I'm sitting at the edge of the Boeing plant airfield, bundled into one of your old Pendleton plaid wool shirts against a typical blustery Seattle spring day. You'd no doubt laugh watching me try to scribble in this diary with one hand while I tug at my flowered scarf (you remember, the one you gave me back in college) with the other. I fear both the scarf and I are the worse for wear these days, but it's all for the war effort.

As strange as it seems, writing as though I were actually sending you a letter keeps the hope that you are somehow still alive burning in my heart. It's just a tiny ember, like one of those specks of golden light that used to spiral up from the gray late-night ashes of our summer campfires.

Alas, most of the fire in my life now comes from the destruction that I have a tiny part in creating. Of course it's all meant to end the war as soon as possible, but it's painful to read each day of the hellish infernos our Flying Fortresses are making of Europe's ancient cities. In return, the bombers and their crews are tumbling from the sky at such a rate I often wonder as I'm working how many weeks each immense, complex machine I labor on will last once it rolls out the hangar door.

Goodness, this talk is hardly a fit subject for an anniversary letter! I should dwell on the more cheerful things you'd no doubt want to hear of wherever you are. The rhododendrons are blooming in huge balls of pink and white blossoms. The first swallows are back, bounding through the air on warm afternoons. Stormy is shedding her winter coat, much to my consternation on laundry day. She sends you a hearty meow!

Well, I must return to the factory. The next round of Fortresses is warming up on the tarmac. Soon they'll be off into the big white clouds that punch like fists into the blue April sky. I remind myself that you are somewhere under the same sky, looking at the same sun and the same moon that shine down on Seattle. I believe with all my heart that we'll someday be looking at them together.

Your loving wife, Rosie.

Monday, April 7, 2014

Harborview






I suppose I should be grateful things aren't worse. The pain's receding, the nurses are decent and my bed's near the window. Sometimes little formations of B-17s pass across my square of sky, reminding me that Boeing is quite capable of sustaining Flying Fortress production with one less girl.

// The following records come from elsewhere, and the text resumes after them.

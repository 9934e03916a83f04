use serde::{Deserialize, Serialize};

/// Construction-time configuration shared by every processing stage.
#[derive(Debug, Clone, PartialEq, Serialize, Deserialize)]
#[serde(default)]
pub struct PipelineConfig {
    pub antennas: usize,
    pub chirps_per_frame: usize,
    pub samples_per_chirp: usize,
    pub kaiser_beta: f64,
    pub display_gain: f32,
}

impl Default for PipelineConfig {
    fn default() -> Self {
        Self {
            antennas: 3,
            chirps_per_frame: 32,
            samples_per_chirp: 64,
            kaiser_beta: 25.0,
            display_gain: 1e3,
        }
    }
}

impl PipelineConfig {
    pub fn with_antennas(antennas: usize) -> Self {
        Self {
            antennas,
            ..Default::default()
        }
    }

    /// Number of range bins kept after the range FFT (Nyquist bin dropped).
    pub fn range_bins(&self) -> usize {
        self.samples_per_chirp / 2
    }

    pub fn frame_shape(&self) -> [usize; 3] {
        [self.antennas, self.chirps_per_frame, self.samples_per_chirp]
    }

    pub fn image_shape(&self) -> [usize; 2] {
        [self.range_bins(), self.chirps_per_frame]
    }

    pub fn validate(&self) -> PipelineResult<()> {
        if self.antennas == 0 {
            return Err(PipelineError::Configuration(
                "at least one antenna is required".into(),
            ));
        }
        if self.chirps_per_frame == 0 || self.samples_per_chirp == 0 {
            return Err(PipelineError::Configuration(format!(
                "frame sizes must be positive (chirps {}, samples {})",
                self.chirps_per_frame, self.samples_per_chirp
            )));
        }
        if !self.kaiser_beta.is_finite() {
            return Err(PipelineError::Configuration(
                "kaiser beta must be finite".into(),
            ));
        }
        if !self.display_gain.is_finite() || self.display_gain <= 0.0 {
            return Err(PipelineError::Configuration(format!(
                "display gain must be positive and finite, got {}",
                self.display_gain
            )));
        }
        Ok(())
    }
}

/// Common error type for the pipeline and its stages.
#[derive(thiserror::Error, Debug)]
pub enum PipelineError {
    #[error("shape mismatch in {context}: expected {expected:?}, got {actual:?}")]
    ShapeMismatch {
        context: &'static str,
        expected: Vec<usize>,
        actual: Vec<usize>,
    },
    #[error("configuration error: {0}")]
    Configuration(String),
    #[error("payload decoding failed: {0}")]
    Payload(#[from] serde_json::Error),
    #[error("internal failure: {0}")]
    Internal(String),
}

impl PipelineError {
    pub fn shape(context: &'static str, expected: &[usize], actual: &[usize]) -> Self {
        Self::ShapeMismatch {
            context,
            expected: expected.to_vec(),
            actual: actual.to_vec(),
        }
    }
}

pub type PipelineResult<T> = Result<T, PipelineError>;

/// A single step of the Range-Doppler chain.
///
/// Stages are built once from a [`PipelineConfig`] and are read-only
/// afterwards, so one instance may serve any number of frames concurrently.
pub trait ProcessingStage {
    type Input;
    type Output;

    fn execute(&self, input: &Self::Input) -> PipelineResult<Self::Output>;
}

#[cfg(test)]
mod tests {
    use super::*;

    #[test]
    fn default_config_matches_sensor_layout() {
        let config = PipelineConfig::default();
        assert_eq!(config.frame_shape(), [3, 32, 64]);
        assert_eq!(config.image_shape(), [32, 32]);
        assert!(config.validate().is_ok());
    }

    #[test]
    fn validate_rejects_zero_sizes_and_bad_gain() {
        let config = PipelineConfig::with_antennas(0);
        assert!(matches!(
            config.validate(),
            Err(PipelineError::Configuration(_))
        ));

        let config = PipelineConfig {
            chirps_per_frame: 0,
            ..Default::default()
        };
        assert!(config.validate().is_err());

        let config = PipelineConfig {
            display_gain: f32::NAN,
            ..Default::default()
        };
        assert!(config.validate().is_err());
    }

    #[test]
    fn config_deserializes_with_defaults() {
        let config: PipelineConfig = serde_json::from_str(r#"{"antennas": 1}"#).unwrap();
        assert_eq!(config.antennas, 1);
        assert_eq!(config.samples_per_chirp, 64);
        assert_eq!(config.kaiser_beta, 25.0);
    }
}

Time's on my hands and on my mind. The doctor says I'd likely recover faster if he had that new "Penicillin" drug, but like everything else desirable from milk chocolate to men, it's at the front, so I'll be recovering as nature intends.


I've pulled out that diary, after tucking it into a drawer as soon Betty and the rest of the girls disappeared in a laughing burst of hats & gloves. I need something to do besides brood about Bob and watch the bouquet from that loathesome cad Carl slowly wilt. I have no doubt it's from him. Every glance at it brings back his words about getting on with my life and facing the truth that Bob will never come back. What makes me angriest is the realization that Carl's words hurt me so because I fear he may be right.

I look out the window again. A flock of bombers passes, metal geese against a white sky. What have I got to say that anyone, including my future self, would want to read? I guess that's not the point. Nurse says I should just write because it will make me feel better, and not to worry about tomorrow. It will come soon enough in its own way no matter what I do.